Then, on November 15, 1996, nearly four years after Akers had filed its action in Mississippi, the Bank sued Akers, G.A. West & Co., Inc. (an Alabama company that was one of Akers's subcontractors), and IFIC in the Escambia Circuit Court, seeking damages for breach of contract. Akers and the subcontractor answered and counterclaimed, asserting the same claims they had raised in their Mississippi action and reserving their right to proceed in the Mississippi case. Akers also asserted a conversion claim against Jerry Kelly, Sr., president of the Bank. On May 3, 2000, IFIC moved for a summary judgment, arguing that there was no genuine issue of material fact as to IFIC's liability as surety under the performance and payment bond, and stating that IFIC was entitled to a judgment as a matter of law.

On August 2, 2000, the Bank moved for a summary judgment in the Escambia Circuit Court case on Akers's counterclaims under Mississippi law seeking punitive damages and attorney fees and alleging libel, slander, and conversion.

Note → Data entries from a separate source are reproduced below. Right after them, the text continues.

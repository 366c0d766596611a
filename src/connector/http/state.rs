//! Shared application state injected into every Axum handler.

use std::sync::Arc;

use crate::connector::api::Container;

#[derive(Clone)]
pub struct AppState {
    pub container: Arc<Container>,
}

impl AppState {
    pub fn new(container: Arc<Container>) -> Self {
        Self { container }
    }
}
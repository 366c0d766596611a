pub mod container;
pub mod controller;
pub mod router;

pub use container::{Container, ContainerConfig, Provider};
pub use router::Router;
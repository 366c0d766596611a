use std::sync::Arc;

use clap::ValueEnum;
use tracing::debug;

use crate::application::{
    CompletePromptUseCase, CompletionClient, GenerateImageUseCase, ImageGenerator,
};
use crate::connector::adapter::{
    AnthropicClient, MockCompletion, MockImageGenerator, OpenAiClient, OpenAiImageGenerator,
};

/// Which completion API the text categories talk to.
#[derive(Debug, Clone, Copy, PartialEq, Eq, Default, ValueEnum)]
pub enum Provider {
    /// OpenAI-compatible `/v1/chat/completions`.
    #[default]
    Openai,
    /// Anthropic Messages API `/v1/messages`.
    Anthropic,
}

impl Provider {
    pub fn as_str(&self) -> &'static str {
        match self {
            Provider::Openai => "openai",
            Provider::Anthropic => "anthropic",
        }
    }
}

#[derive(Debug, Clone, Default)]
pub struct ContainerConfig {
    pub provider: Provider,
    /// Use offline mock clients instead of calling any service.
    pub mock: bool,
}

pub struct Container {
    completion_client: Arc<dyn CompletionClient>,
    image_generator: Arc<dyn ImageGenerator>,
    config: ContainerConfig,
}

impl Container {
    pub fn new(config: ContainerConfig) -> Self {
        let (completion_client, image_generator): (
            Arc<dyn CompletionClient>,
            Arc<dyn ImageGenerator>,
        ) = if config.mock {
            debug!("Using mock completion and image clients");
            (
                Arc::new(MockCompletion::new()),
                Arc::new(MockImageGenerator::new()),
            )
        } else {
            let completion: Arc<dyn CompletionClient> = match config.provider {
                Provider::Openai => Arc::new(OpenAiClient::from_env()),
                Provider::Anthropic => Arc::new(AnthropicClient::from_env()),
            };
            debug!(
                "Using {} completion provider (model {})",
                config.provider.as_str(),
                completion.model_name()
            );
            // Images always go through the OpenAI-compatible endpoint.
            (completion, Arc::new(OpenAiImageGenerator::from_env()))
        };

        Self {
            completion_client,
            image_generator,
            config,
        }
    }

    /// Build a container around explicit clients.
    pub fn with_clients(
        completion_client: Arc<dyn CompletionClient>,
        image_generator: Arc<dyn ImageGenerator>,
    ) -> Self {
        Self {
            completion_client,
            image_generator,
            config: ContainerConfig::default(),
        }
    }

    pub fn prompt_use_case(&self) -> CompletePromptUseCase {
        CompletePromptUseCase::new(self.completion_client.clone())
    }

    pub fn image_use_case(&self) -> GenerateImageUseCase {
        GenerateImageUseCase::new(self.image_generator.clone())
    }

    pub fn model_name(&self) -> &str {
        self.completion_client.model_name()
    }

    pub fn provider(&self) -> Provider {
        self.config.provider
    }

    pub fn is_mock(&self) -> bool {
        self.config.mock
    }
}
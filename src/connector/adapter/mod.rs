mod anthropic_client;
mod mock_completion;
mod mock_image_generator;
pub(crate) mod openai_client;
mod openai_image_generator;

pub use anthropic_client::AnthropicClient;
pub use mock_completion::*;
pub use mock_image_generator::*;
pub use openai_client::OpenAiClient;
pub use openai_image_generator::*;
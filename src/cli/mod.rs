use std::path::PathBuf;

use clap::Subcommand;

#[derive(Subcommand)]
pub enum Commands {
    /// Serve the HTTP API and the web UI
    Serve {
        #[arg(short, long, default_value = "3000")]
        port: u16,

        /// Bind to 0.0.0.0 instead of 127.0.0.1, exposing the server on all network interfaces
        #[arg(long)]
        public: bool,

        /// Comma-separated list of allowed CORS origins (default: any)
        #[arg(long)]
        cors_origins: Option<String>,
    },

    /// Interactive terminal UI with one tab per category
    Shell,

    /// Send one chat message and print the reply
    Chat {
        message: String,
    },

    /// Summarize, translate, or derive Q&A from a document (`-` reads stdin)
    Document {
        #[arg(short = 't', long = "type", default_value = "summary")]
        kind: String,

        content: String,
    },

    /// Generate, explain, or optimize code (`-` reads stdin)
    Code {
        #[arg(short = 't', long = "type", default_value = "generate")]
        kind: String,

        #[arg(short = 'L', long, default_value = "javascript")]
        language: String,

        code: String,
    },

    /// Summary, polish, sentiment, or keyword extraction (`-` reads stdin)
    Text {
        #[arg(short = 't', long = "type", default_value = "summary")]
        kind: String,

        content: String,
    },

    /// Write a poem, story, marketing copy, or brainstorm ideas on a topic
    Creative {
        #[arg(short = 't', long = "type", default_value = "poem")]
        kind: String,

        topic: String,
    },

    /// Email drafting, meeting minutes, study plans, or health tips
    Utility {
        #[arg(short = 't', long = "type", default_value = "email")]
        kind: String,

        input: String,
    },

    /// Generate an image and write it as PNG
    Image {
        prompt: String,

        #[arg(short, long, default_value = "image.png")]
        output: PathBuf,

        /// Image size as WIDTHxHEIGHT
        #[arg(long)]
        size: Option<String>,
    },
}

Kelly also moved for a summary judgment on the single claim brought against him for conversion. Although the pretrial-motion hearing was scheduled for September 7, 2000, the materials in support of the Bank's and Kelly's motions for a summary judgment were not served by mail until August 29, 2000, and did not reach Akers's attorneys until Friday, September 1, 2000.

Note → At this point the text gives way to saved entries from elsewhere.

mod completion_client;
mod image_generator;

pub use completion_client::*;
pub use image_generator::*;
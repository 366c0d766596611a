//! Health / heartbeat endpoint.

use std::sync::Arc;

use axum::extract::State;
use axum::routing::get;
use axum::{Json, Router};
use serde_json::{json, Value};

use crate::connector::http::state::AppState;

pub fn router() -> Router<Arc<AppState>> {
    Router::new().route("/health", get(get_health))
}

/// Returns `{"status": "ok", "version": "...", "model": "..."}` with HTTP 200.
pub async fn get_health(State(state): State<Arc<AppState>>) -> Json<Value> {
    Json(json!({
        "status":  "ok",
        "version": env!("CARGO_PKG_VERSION"),
        "model":   state.container.model_name(),
    }))
}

The Escambia Circuit Court granted IFIC's motion for a summary judgment on September 27, 2000, and, on November 18, 2000, certified that judgment as a final appealable judgment pursuant to Rule 54(b), Ala. R. Civ. P. Also on September 27, 2000, the trial court entered a partial summary judgment in favor of the Bank as to Akers's punitive-damages and attorney-fee claim, the libel and slander claims, and the conversion claim, and entered a summary judgment in favor of Kelly on Akers's claim of conversion. The Bank appealed the summary judgment for IFIC and Akers...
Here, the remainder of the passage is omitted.